流行病学调查资料显示,癌症患者病前曾受到过重大的精神打击。可以这样说,受过重大精神打击的人未必得癌症,但是,得癌症的人大多都经受过重大的精神打击。当然,这个“重大的”精神打击是因人而异的。对C型性格的人,许多生活事件都可能构成重大打击。而构成重大打击的,往往是患者不敢揭开或不敢面对的事情。
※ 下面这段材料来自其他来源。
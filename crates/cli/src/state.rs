// SPDX-License-Identifier: BUSL-1.1
// Copyright (c) 2026 Alfred Jean LLC

//! The CLI's own store instance over the shared state directory.
//!
//! Writes land in the same `jobs.json` the daemon watches, so the daemon
//! picks them up without being contacted.

use std::sync::Arc;

use yajn_adapters::HttpJenkinsAdapter;
use yajn_daemon::Config;
use yajn_engine::{EventBus, JobStore};
use yajn_storage::FileStorage;

pub type CliStore = JobStore<HttpJenkinsAdapter, FileStorage>;

pub struct State {
    pub storage: FileStorage,
    pub store: Arc<CliStore>,
}

impl State {
    pub fn open() -> anyhow::Result<Self> {
        let config = Config::load()?;
        let storage = FileStorage::open(config.state_dir.clone())?;
        let jenkins = HttpJenkinsAdapter::new(&config.settings.http_config())?;
        let store = Arc::new(JobStore::open(jenkins, storage.clone(), EventBus::new())?);
        tracing::debug!(state_dir = %config.state_dir.display(), "opened state");
        Ok(Self { storage, store })
    }
}
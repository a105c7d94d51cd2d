// SPDX-License-Identifier: BUSL-1.1
// Copyright (c) 2026 Alfred Jean LLC

use crate::{Persistence, StorageError};
use parking_lot::Mutex;
use std::sync::Arc;
use yajn_core::{JobMap, Options};

#[derive(Default)]
struct MemoryState {
    jobs: JobMap,
    options: Options,
    job_saves: usize,
    fail_saves: bool,
}

/// In-memory [`Persistence`] for tests.
#[derive(Clone, Default)]
pub struct MemoryStorage {
    inner: Arc<Mutex<MemoryState>>,
}

impl MemoryStorage {
    pub fn new() -> Self {
        Self::default()
    }

    pub fn with_jobs(jobs: JobMap) -> Self {
        let storage = Self::default();
        storage.inner.lock().jobs = jobs;
        storage
    }

    /// The map as last saved.
    pub fn saved_jobs(&self) -> JobMap {
        self.inner.lock().jobs.clone()
    }

    /// Number of successful job map writes.
    pub fn job_saves(&self) -> usize {
        self.inner.lock().job_saves
    }

    /// Make every subsequent save fail until turned off again.
    pub fn fail_saves(&self, fail: bool) {
        self.inner.lock().fail_saves = fail;
    }
}

impl Persistence for MemoryStorage {
    fn load_jobs(&self) -> Result<JobMap, StorageError> {
        Ok(self.inner.lock().jobs.clone())
    }

    fn save_jobs(&self, jobs: &JobMap) -> Result<(), StorageError> {
        let mut inner = self.inner.lock();
        if inner.fail_saves {
            return Err(StorageError::Io(std::io::Error::other("disk full")));
        }
        inner.jobs = jobs.clone();
        inner.job_saves += 1;
        Ok(())
    }

    fn load_options(&self) -> Result<Options, StorageError> {
        Ok(self.inner.lock().options.clone())
    }

    fn save_options(&self, options: &Options) -> Result<(), StorageError> {
        let mut inner = self.inner.lock();
        if inner.fail_saves {
            return Err(StorageError::Io(std::io::Error::other("disk full")));
        }
        inner.options = options.clone();
        Ok(())
    }
}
“不得不交出了退休金存折”对宋先生无疑是个难以面对的精神打击。
沟通至此,宋先生夫妇长吁了一口气。宋先生一个劲儿点头妻子一个劲儿叹息:“您说得对。您看我们怎么办好啊?”
说实话,我心里真有些发虚,甚至有些愧疚。我不能给出灵丹妙药,很快治好宋先生的喉癌。但是,从心理学角度,我们共同努力,还是可以有所助益的。
我们的身体难免有闹病的时候。不管怎样病来了,何不学着待病如友,善待它,照看它,拥抱它?犹如一个哭闹的婴儿,唯有母亲的拥抱才能最好地让他安静下来。不是有个“带病生存”的说法吗?叫“带病生活”更好,不单是生存,更是生活。在带病生活中,在与病症和谐相处中,让自己安住心,积蓄积极的能量,最终在此长彼消中,让病症不战而归于消散,归于彻底的安静—— 逐渐自行消散了。
事已至此,不妨给这件事重新赋义,也就是换个角度重新看这件事:自己敢把存折交出去,是因为有妻子的退休金也够花了。把存折交给儿媳,其实也是交给儿子。为儿子还贷,这说明自己还有用,还被需要。人到老年被需要是挺好的事啊!再说,反正是替儿子还贷,直接把存折交出去,确实自己更省心了,何乐而不为?这样重新赋义后,就会由被动变主动:由被动的心不甘情不愿地交出存折,变为主动的心甘情愿交出存折;由被动的因为喉癌不能说抱怨的话了,变为主动的想开之后没啥抱怨的话可说了。如此,喉癌的症状也就失去了心理意义,让疾病慢慢自行告退也就成了可能。
大约一年后,我再次见到宋先生,他笑着跟我打招呼,身体越发健康了,也能发音进行简单的交流了。我们用力地握手。